Task to carry out –
Would you return every line of the listing below that has "before" in it?

Excerpted data –

++++++++

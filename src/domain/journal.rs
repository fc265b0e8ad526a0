//! Journal report: the single entry point over the matching pipeline.
//!
//! The whole supplied history is matched first, then closed operations and
//! trades are narrowed to the requested window. Matching before filtering
//! lets a sale inside the window draw on lots bought before it.

use chrono::{DateTime, NaiveDate, Utc};
use rust_decimal::{Decimal, RoundingStrategy};
use serde::Serialize;
use std::collections::BTreeMap;
use tracing::{debug, info};

use super::capital::{reconstruct, resolve_balance, BalanceSource, DailyCapitalSnapshot, DEFAULT_FALLBACK_BALANCE};
use super::matching::{match_all, percent_of, AnnotatedTrade, ClosedOperation};
use super::metrics::{Activity, DayRef, OperationRef, Stats, SymbolStats};
use super::period::Period;
use super::position::{value_positions, OpenPosition};
use super::trade::{normalize, screen, RawTrade, RejectedTrade, Trade};

const MONEY_DP: u32 = 2;
const QTY_DP: u32 = 8;

/// Everything a report needs besides the trades themselves.
#[derive(Debug, Clone, PartialEq)]
pub struct ReportRequest {
    pub days: Option<u32>,
    pub broker: Option<String>,
    pub as_of: DateTime<Utc>,
    pub current_prices: Option<BTreeMap<String, Decimal>>,
    pub current_balance: Option<Decimal>,
    pub fallback_balance: Decimal,
}

impl ReportRequest {
    pub fn new(as_of: DateTime<Utc>) -> Self {
        ReportRequest {
            days: None,
            broker: None,
            as_of,
            current_prices: None,
            current_balance: None,
            fallback_balance: DEFAULT_FALLBACK_BALANCE,
        }
    }
}

#[derive(Debug, Clone, PartialEq, Serialize)]
pub struct PeriodSummary {
    pub days: Option<u32>,
    pub from: Option<NaiveDate>,
    pub to: Option<NaiveDate>,
    pub trades_count: usize,
}

#[derive(Debug, Clone, PartialEq, Serialize)]
pub struct CapitalSummary {
    pub initial: Decimal,
    pub current: Decimal,
    pub pl_total_usd: Decimal,
    pub pl_total_percent: Decimal,
    pub balance_source: BalanceSource,
    pub evolution: Vec<DailyCapitalSnapshot>,
}

#[derive(Debug, Clone, PartialEq, Serialize)]
pub struct PositionsSummary {
    pub open_count: usize,
    pub closed_count: usize,
    pub open_detail: Vec<OpenPosition>,
}

#[derive(Debug, Clone, PartialEq, Serialize)]
pub struct JournalReport {
    pub as_of: DateTime<Utc>,
    #[serde(skip_serializing_if = "Option::is_none")]
    pub broker: Option<String>,
    pub period: PeriodSummary,
    pub capital: CapitalSummary,
    pub positions: PositionsSummary,
    pub stats: Stats,
    pub activity: Activity,
    pub symbols: BTreeMap<String, SymbolStats>,
    pub trades: Vec<AnnotatedTrade>,
    pub rejected: Vec<RejectedTrade>,
}

/// Build a report from typed trades. Trades breaking the numeric rules or
/// repeating a (broker, id) pair are rejected rather than matched.
pub fn compute_report(trades: &[Trade], request: &ReportRequest) -> JournalReport {
    let (accepted, rejected) = screen(trades);
    assemble(accepted, rejected, request)
}

/// Build a report from untyped broker records.
pub fn compute_report_from_raw(raw: &[RawTrade], request: &ReportRequest) -> JournalReport {
    let (accepted, rejected) = normalize(raw);
    assemble(accepted, rejected, request)
}

/// Broker selection runs before matching, so a sale only draws on lots bought
/// through the same broker; the day window is applied to matched results.
fn assemble(trades: Vec<Trade>, rejected: Vec<RejectedTrade>, request: &ReportRequest) -> JournalReport {
    let broker = request
        .broker
        .as_deref()
        .map(str::trim)
        .filter(|b| !b.is_empty())
        .map(str::to_lowercase);

    let selected: Vec<Trade> = match &broker {
        Some(b) => trades
            .into_iter()
            .filter(|t| t.broker.eq_ignore_ascii_case(b))
            .collect(),
        None => trades,
    };

    let books = match_all(&selected);
    let positions = value_positions(
        books.iter().map(|(symbol, book)| (symbol.as_str(), &book.ledger)),
        request.current_prices.as_ref(),
    );

    let period = Period::new(request.days, request.as_of);

    let mut closed: Vec<ClosedOperation> = books
        .values()
        .flat_map(|book| book.closed.iter())
        .filter(|op| period.contains(op.close_timestamp))
        .cloned()
        .collect();
    closed.sort_by(|a, b| {
        a.close_timestamp
            .cmp(&b.close_timestamp)
            .then_with(|| a.trade_id.cmp(&b.trade_id))
    });

    let mut annotated: Vec<AnnotatedTrade> = books
        .into_values()
        .flat_map(|book| book.trades)
        .filter(|t| period.contains(t.trade.timestamp))
        .collect();
    annotated.sort_by(|a, b| {
        a.trade
            .timestamp
            .cmp(&b.trade.timestamp)
            .then_with(|| a.trade.id.cmp(&b.trade.id))
    });

    let (balance, balance_source) = resolve_balance(request.current_balance, request.fallback_balance);
    let evolution = reconstruct(&closed, balance);
    let pl_total: Decimal = evolution.iter().map(|day| day.pl_daily).sum();
    let initial = evolution.first().map_or(balance, |day| day.capital_start);
    let pl_total_percent = if initial > Decimal::ZERO {
        percent_of(pl_total, initial)
    } else {
        Decimal::ZERO
    };

    let stats = Stats::compute(&closed, &positions);
    let activity = Activity::compute(&annotated, &closed, &evolution);
    let symbols = SymbolStats::compute_per_symbol(&annotated, &closed);

    debug!(
        selected = selected.len(),
        closed = closed.len(),
        open = positions.len(),
        "journal computed"
    );
    info!(
        trades = annotated.len(),
        rejected = rejected.len(),
        closed_ops = stats.total_ops,
        "report assembled"
    );

    let report = JournalReport {
        as_of: request.as_of,
        broker,
        period: PeriodSummary {
            days: period.days,
            from: annotated.first().map(|t| t.trade.timestamp.date_naive()),
            to: annotated.last().map(|t| t.trade.timestamp.date_naive()),
            trades_count: annotated.len(),
        },
        capital: CapitalSummary {
            initial,
            current: balance,
            pl_total_usd: pl_total,
            pl_total_percent,
            balance_source,
            evolution,
        },
        positions: PositionsSummary {
            open_count: positions.len(),
            closed_count: closed.len(),
            open_detail: positions,
        },
        stats,
        activity,
        symbols,
        trades: annotated,
        rejected,
    };

    report.rounded()
}

fn money(value: Decimal) -> Decimal {
    value.round_dp_with_strategy(MONEY_DP, RoundingStrategy::MidpointAwayFromZero)
}

fn qty(value: Decimal) -> Decimal {
    value.round_dp_with_strategy(QTY_DP, RoundingStrategy::MidpointAwayFromZero)
}

impl JournalReport {
    /// Presentation rounding. Input prices and fees on trades are left as given.
    fn rounded(mut self) -> Self {
        let c = &mut self.capital;
        c.initial = money(c.initial);
        c.current = money(c.current);
        c.pl_total_usd = money(c.pl_total_usd);
        c.pl_total_percent = money(c.pl_total_percent);
        for day in &mut c.evolution {
            day.capital_start = money(day.capital_start);
            day.pl_daily = money(day.pl_daily);
            day.capital_end = money(day.capital_end);
        }

        for p in &mut self.positions.open_detail {
            p.qty = qty(p.qty);
            p.avg_cost = money(p.avg_cost);
            p.cost_basis = money(p.cost_basis);
            p.current_price = money(p.current_price);
            p.current_value = money(p.current_value);
            p.unrealized_pl = money(p.unrealized_pl);
            p.unrealized_pl_percent = money(p.unrealized_pl_percent);
        }

        let s = &mut self.stats;
        for v in [
            &mut s.win_rate,
            &mut s.profit_factor,
            &mut s.pl_realized_usd,
            &mut s.pl_realized_percent,
            &mut s.pl_unrealized_usd,
            &mut s.avg_pl_per_trade,
            &mut s.total_wins_usd,
            &mut s.total_losses_usd,
            &mut s.largest_win,
            &mut s.largest_loss,
            &mut s.avg_hold_days,
        ] {
            *v = money(*v);
        }

        let a = &mut self.activity;
        a.total_volume = money(a.total_volume);
        a.total_fees = money(a.total_fees);
        for op in [&mut a.max_gain, &mut a.max_loss].into_iter().flatten() {
            round_operation(op);
        }
        for day in [&mut a.best_day, &mut a.worst_day].into_iter().flatten() {
            round_day(day);
        }

        for sym in self.symbols.values_mut() {
            sym.win_rate = money(sym.win_rate);
            sym.pl_usd = money(sym.pl_usd);
        }

        for t in &mut self.trades {
            t.pl_usd = money(t.pl_usd);
            t.pl_percent = money(t.pl_percent);
            t.matched_qty = qty(t.matched_qty);
            t.cost_basis = t.cost_basis.map(money);
            t.unmatched_qty = t.unmatched_qty.map(qty);
        }

        self
    }
}

fn round_operation(op: &mut OperationRef) {
    op.amount = money(op.amount);
}

fn round_day(day: &mut DayRef) {
    day.pl = money(day.pl);
}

++++++++

Your response –
//! trades are narrowed to the requested window. Matching before filtering
//! lets a sale inside the window draw on lots bought before it.
/// Broker selection runs before matching, so a sale only draws on lots bought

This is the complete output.